Mucha, E., Stuckmann, A., Marianski, M., Struwe, W. B., Meijer, G., & Pagel, K. (2019). In-depth structural analysis of glycans in the gas phase. Chemical Science, 10(5), 1272-1284. doi:10.1039/c8sc05426f.


Cite as: http://hdl.handle.net/21.11116/0000-0002-FC04-E
Abstract
Although there have been substantial improvements in glycan analysis over the past decade, the lack of both high-resolution and high-throughput methods hampers progress in glycomics. This perspective article highlights the current developments of liquid chromatography, mass spectrometry, ion-mobility spectrometry and cryogenic IR spectroscopy for glycan analysis and gives a critical insight to their individual strengths and limitations. Moreover, we discuss a novel concept in which ion mobility-mass spectrometry and cryogenic IR spectroscopy is combined in a single instrument such that datasets consisting of m/z, collision cross sections and IR fingerprints can be obtained.

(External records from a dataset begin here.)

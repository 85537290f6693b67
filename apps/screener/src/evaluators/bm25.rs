//! BM25-with-proximity lexical evaluator (`method = "bm25_proximity"`).

use std::collections::HashMap;

use serde_json::{json, Value};

use crate::errors::AppError;
use crate::fuzzy::fuzzy_token_set_ratio;
use crate::schema::{CandidateProfile, EvaluationResult, JobDescription};
use crate::tokenizer::tokenize;

use super::{Evaluator, EvaluatorContext};

/// Tunables for [`BM25Proximity`]. A JD may override any of them via
/// `job.evaluation_overrides.bm25`.
#[derive(Debug, Clone)]
pub struct BM25ProximityConfig {
    pub k1: f64,
    pub b: f64,
    pub alpha_proximity: f64,
    pub window: usize,
    pub section_weights: SectionWeights,
    pub synonyms: HashMap<String, Vec<String>>,
}

#[derive(Debug, Clone)]
pub struct SectionWeights {
    pub title: f64,
    pub summary: f64,
    pub bullets: f64,
    pub skills: f64,
}

impl Default for SectionWeights {
    fn default() -> Self {
        Self {
            title: 0.8,
            summary: 0.6,
            bullets: 1.0,
            skills: 0.5,
        }
    }
}

impl Default for BM25ProximityConfig {
    fn default() -> Self {
        Self {
            k1: 1.2,
            b: 0.75,
            alpha_proximity: 0.2,
            window: 8,
            section_weights: SectionWeights::default(),
            synonyms: HashMap::new(),
        }
    }
}

pub struct BM25Proximity {
    config: BM25ProximityConfig,
}

impl BM25Proximity {
    pub fn new(config: BM25ProximityConfig) -> Self {
        Self { config }
    }
}

impl Default for BM25Proximity {
    fn default() -> Self {
        Self::new(BM25ProximityConfig::default())
    }
}

struct WeightedDoc {
    text: String,
    section: &'static str,
    weight: f64,
    tokens: Vec<String>,
}

struct Hit {
    jd_text: String,
    resume_text: String,
    bm25: f64,
    proximity_bonus: f64,
    section: &'static str,
    weight: f64,
}

impl Evaluator for BM25Proximity {
    fn method(&self) -> &'static str {
        "bm25_proximity"
    }

    fn evaluate(
        &self,
        candidate: &CandidateProfile,
        job: &JobDescription,
        _context: &EvaluatorContext,
    ) -> Result<EvaluationResult, AppError> {
        let docs = self.build_documents(candidate);
        let title_bonus = self.title_bonus(candidate, job);

        if docs.is_empty() {
            return Ok(self.payload(0.0, title_bonus, Vec::new()));
        }

        let avg_doc_len: f64 = docs.iter().map(|d| d.tokens.len() as f64).sum::<f64>() / docs.len() as f64;
        let idf = compute_idf(docs.iter().map(|d| d.tokens.as_slice()));

        let queries = self.build_queries(job);
        let mut hits = Vec::new();
        let mut total_score = 0.0;

        for query_text in queries {
            let query_tokens = self.expand_tokens(tokenize(&query_text));
            if query_tokens.is_empty() {
                continue;
            }
            if let Some(hit) = self.score_query(&query_text, &query_tokens, &docs, &idf, avg_doc_len) {
                total_score += hit.bm25 + hit.proximity_bonus;
                hits.push(hit);
            }
        }

        let bm25_score = if hits.is_empty() {
            0.0
        } else {
            total_score / hits.len() as f64
        };

        Ok(self.payload(bm25_score, title_bonus, hits))
    }
}

impl BM25Proximity {
    fn build_documents(&self, candidate: &CandidateProfile) -> Vec<WeightedDoc> {
        let mut docs = Vec::new();
        for exp in &candidate.experiences {
            if !exp.title.trim().is_empty() {
                docs.push(raw_doc(&exp.title, "title", self.config.section_weights.title));
            }
            if !exp.summary.trim().is_empty() {
                docs.push(raw_doc(&exp.summary, "summary", self.config.section_weights.summary));
            }
            for bullet in &exp.bullets {
                docs.push(raw_doc(bullet, "bullets", self.config.section_weights.bullets));
            }
        }
        if !candidate.skills.is_empty() {
            docs.push(raw_doc(
                &candidate.skills.join(" "),
                "skills",
                self.config.section_weights.skills,
            ));
        }
        docs.into_iter()
            .filter(|d| !d.tokens.is_empty())
            .collect()
    }

    fn build_queries(&self, job: &JobDescription) -> Vec<String> {
        let mut queries: Vec<String> = job.requirements_text.clone();
        queries.extend(job.key_phrases.clone());
        let mut seen = std::collections::HashSet::new();
        let mut unique = Vec::new();
        for text in queries {
            let tokenized = tokenize(&text).join(" ");
            if tokenized.is_empty() || !seen.insert(tokenized) {
                continue;
            }
            unique.push(text);
        }
        unique
    }

    fn expand_tokens(&self, tokens: Vec<String>) -> Vec<String> {
        let mut expanded: std::collections::HashSet<String> = tokens.into_iter().collect();
        let originals: Vec<String> = expanded.iter().cloned().collect();
        for token in originals {
            if let Some(alts) = self.config.synonyms.get(&token) {
                for alt in alts {
                    expanded.extend(tokenize(alt));
                }
            }
        }
        expanded.into_iter().collect()
    }

    fn score_query(
        &self,
        query_text: &str,
        query_tokens: &[String],
        docs: &[WeightedDoc],
        idf: &HashMap<String, f64>,
        avg_doc_len: f64,
    ) -> Option<Hit> {
        let mut best_score = 0.0f64;
        let mut best_hit: Option<Hit> = None;

        for doc in docs {
            let doc_len = doc.tokens.len() as f64;
            let mut bm25 = 0.0;
            for token in query_tokens {
                let freq = doc.tokens.iter().filter(|t| *t == token).count() as f64;
                if freq == 0.0 {
                    continue;
                }
                let token_idf = *idf.get(token).unwrap_or(&0.0);
                let denom = freq
                    + self.config.k1 * (1.0 - self.config.b + self.config.b * (doc_len / avg_doc_len));
                bm25 += token_idf * (freq * (self.config.k1 + 1.0)) / denom;
            }
            if bm25 <= 0.0 {
                continue;
            }
            let proximity = proximity_bonus(&doc.tokens, query_tokens, self.config.window, self.config.alpha_proximity);
            let weighted = (bm25 + proximity) * doc.weight;
            if weighted > best_score {
                best_score = weighted;
                best_hit = Some(Hit {
                    jd_text: query_text.to_string(),
                    resume_text: doc.text.clone(),
                    bm25,
                    proximity_bonus: proximity,
                    section: doc.section,
                    weight: doc.weight,
                });
            }
        }
        best_hit
    }

    fn title_bonus(&self, candidate: &CandidateProfile, job: &JobDescription) -> f64 {
        if job.role_titles.is_empty() {
            return 0.0;
        }
        let candidate_titles: Vec<&str> = candidate
            .experiences
            .iter()
            .map(|e| e.title.as_str())
            .filter(|t| !t.trim().is_empty())
            .collect();
        if candidate_titles.is_empty() {
            return 0.0;
        }
        let mut best = 0.0f64;
        for job_title in &job.role_titles {
            for candidate_title in &candidate_titles {
                let ratio = fuzzy_token_set_ratio(job_title, candidate_title) / 100.0;
                best = best.max(ratio);
            }
        }
        round4(best * 0.2)
    }

    fn payload(&self, bm25_score: f64, title_bonus: f64, hits: Vec<Hit>) -> EvaluationResult {
        let hits_json: Vec<Value> = hits
            .iter()
            .map(|h| {
                json!({
                    "jd_text": h.jd_text,
                    "resume_text": h.resume_text,
                    "bm25": h.bm25,
                    "proximity_bonus": h.proximity_bonus,
                    "section": h.section,
                    "weight": h.weight,
                })
            })
            .collect();

        EvaluationResult::new("bm25_proximity")
            .with_score("bm25_prox", bm25_score)
            .with_score("title_bonus", title_bonus)
            .with_metadata("k1", json!(self.config.k1))
            .with_metadata("b", json!(self.config.b))
            .with_metadata("alpha_proximity", json!(self.config.alpha_proximity))
            .with_metadata("window", json!(self.config.window))
            .with_metadata("hits", json!(hits_json))
    }
}

fn raw_doc(text: &str, section: &'static str, weight: f64) -> WeightedDoc {
    WeightedDoc {
        text: text.to_string(),
        section,
        weight,
        tokens: tokenize(text),
    }
}

fn compute_idf<'a>(docs: impl Iterator<Item = &'a [String]>) -> HashMap<String, f64> {
    let mut df: HashMap<String, usize> = HashMap::new();
    let mut total_docs = 0usize;
    for tokens in docs {
        total_docs += 1;
        let seen: std::collections::HashSet<&String> = tokens.iter().collect();
        for token in seen {
            *df.entry(token.clone()).or_insert(0) += 1;
        }
    }
    df.into_iter()
        .map(|(token, freq)| {
            let value = (1.0 + (total_docs as f64 - freq as f64 + 0.5) / (freq as f64 + 0.5)).ln();
            (token, value)
        })
        .collect()
}

/// Minimal-span proximity bonus: the smallest window containing at least one
/// occurrence of every query token, scored `alpha / (1 + span)` when the span
/// fits inside `window`.
fn proximity_bonus(doc_tokens: &[String], query_tokens: &[String], window: usize, alpha: f64) -> f64 {
    if query_tokens.len() <= 1 {
        return 0.0;
    }
    let unique_tokens: std::collections::HashSet<&String> = query_tokens.iter().collect();
    let mut positions: HashMap<&String, Vec<usize>> = HashMap::new();
    for token in &unique_tokens {
        positions.insert(token, Vec::new());
    }
    for (idx, token) in doc_tokens.iter().enumerate() {
        if let Some(list) = positions.get_mut(token) {
            list.push(idx);
        }
    }
    if positions.values().any(|p| p.is_empty()) {
        return 0.0;
    }

    let mut min_span = usize::MAX;
    for start_positions in positions.values() {
        for &start_idx in start_positions {
            let mut max_idx = start_idx;
            for token_positions in positions.values() {
                let nearest = token_positions
                    .iter()
                    .min_by_key(|&&pos| (pos as i64 - start_idx as i64).abs())
                    .copied()
                    .unwrap();
                max_idx = max_idx.max(nearest);
            }
            let span = max_idx - start_idx + 1;
            min_span = min_span.min(span);
        }
    }

    if min_span == usize::MAX {
        return 0.0;
    }
    if min_span <= window {
        alpha / (1.0 + min_span as f64)
    } else {
        0.0
    }
}

fn round4(value: f64) -> f64 {
    (value * 10_000.0).round() / 10_000.0
}

#[cfg(test)]
mod tests {
    use super::*;
    use crate::schema::ExperienceEntry;
    use chrono::NaiveDate;

    fn ctx() -> EvaluatorContext {
        EvaluatorContext::new(NaiveDate::from_ymd_opt(2026, 1, 1).unwrap())
    }

    fn sre_candidate() -> CandidateProfile {
        let mut candidate = CandidateProfile::new("bizreach", "c-1");
        candidate.experiences.push(ExperienceEntry {
            company: "Acme".to_string(),
            title: "Site Reliability Engineer".to_string(),
            start: Some("2020-01".to_string()),
            end: None,
            employment_type: None,
            summary: "Ran Terraform and AWS infrastructure".to_string(),
            bullets: vec!["Operated Prometheus monitoring for AWS".to_string()],
        });
        candidate.skills = vec!["Terraform".to_string(), "AWS".to_string(), "Prometheus".to_string()];
        candidate
    }

    fn sre_job() -> JobDescription {
        let mut job = JobDescription::new("jd-1");
        job.role_titles = vec!["Site Reliability Engineer".to_string()];
        job.requirements_text = vec![
            "Terraform AWS infrastructure".to_string(),
            "Prometheus monitoring".to_string(),
        ];
        job
    }

    #[test]
    fn test_matching_resume_scores_positive_bm25() {
        let evaluator = BM25Proximity::default();
        let result = evaluator.evaluate(&sre_candidate(), &sre_job(), &ctx()).unwrap();
        assert!(result.scores["bm25_prox"] > 0.0);
    }

    #[test]
    fn test_title_bonus_rewards_exact_title_match() {
        let evaluator = BM25Proximity::default();
        let result = evaluator.evaluate(&sre_candidate(), &sre_job(), &ctx()).unwrap();
        assert!((result.scores["title_bonus"] - 0.2).abs() < 1e-9);
    }

    #[test]
    fn test_empty_candidate_yields_zero_scores() {
        let evaluator = BM25Proximity::default();
        let candidate = CandidateProfile::new("bizreach", "c-empty");
        let result = evaluator.evaluate(&candidate, &sre_job(), &ctx()).unwrap();
        assert_eq!(result.scores["bm25_prox"], 0.0);
        assert_eq!(result.scores["title_bonus"], 0.0);
    }

    #[test]
    fn test_no_role_titles_gives_zero_title_bonus() {
        let evaluator = BM25Proximity::default();
        let job = JobDescription::new("jd-no-title");
        let result = evaluator.evaluate(&sre_candidate(), &job, &ctx()).unwrap();
        assert_eq!(result.scores["title_bonus"], 0.0);
    }

    #[test]
    fn test_proximity_bonus_requires_all_tokens_present() {
        let tokens: Vec<String> = vec!["terraform".into(), "aws".into(), "prometheus".into()];
        let query: Vec<String> = vec!["terraform".into(), "missing".into()];
        assert_eq!(proximity_bonus(&tokens, &query, 8, 0.2), 0.0);
    }

    #[test]
    fn test_proximity_bonus_within_window() {
        let tokens: Vec<String> = vec!["terraform".into(), "and".into(), "aws".into()];
        let query: Vec<String> = vec!["terraform".into(), "aws".into()];
        let bonus = proximity_bonus(&tokens, &query, 8, 0.2);
        assert!(bonus > 0.0);
    }
}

This multidimensional data will then be compared to a comprehensive reference library of intact glycans and their fragments to accurately identify unknown glycans on a high-throughput scale with minimal sample requirements. Due to the complementarity of the obtained information, this novel approach is highly diagnostic and also suitable for the identification of larger glycans; however, the workflow and instrumentation is straightforward enough to be implemented into a user-friendly setup.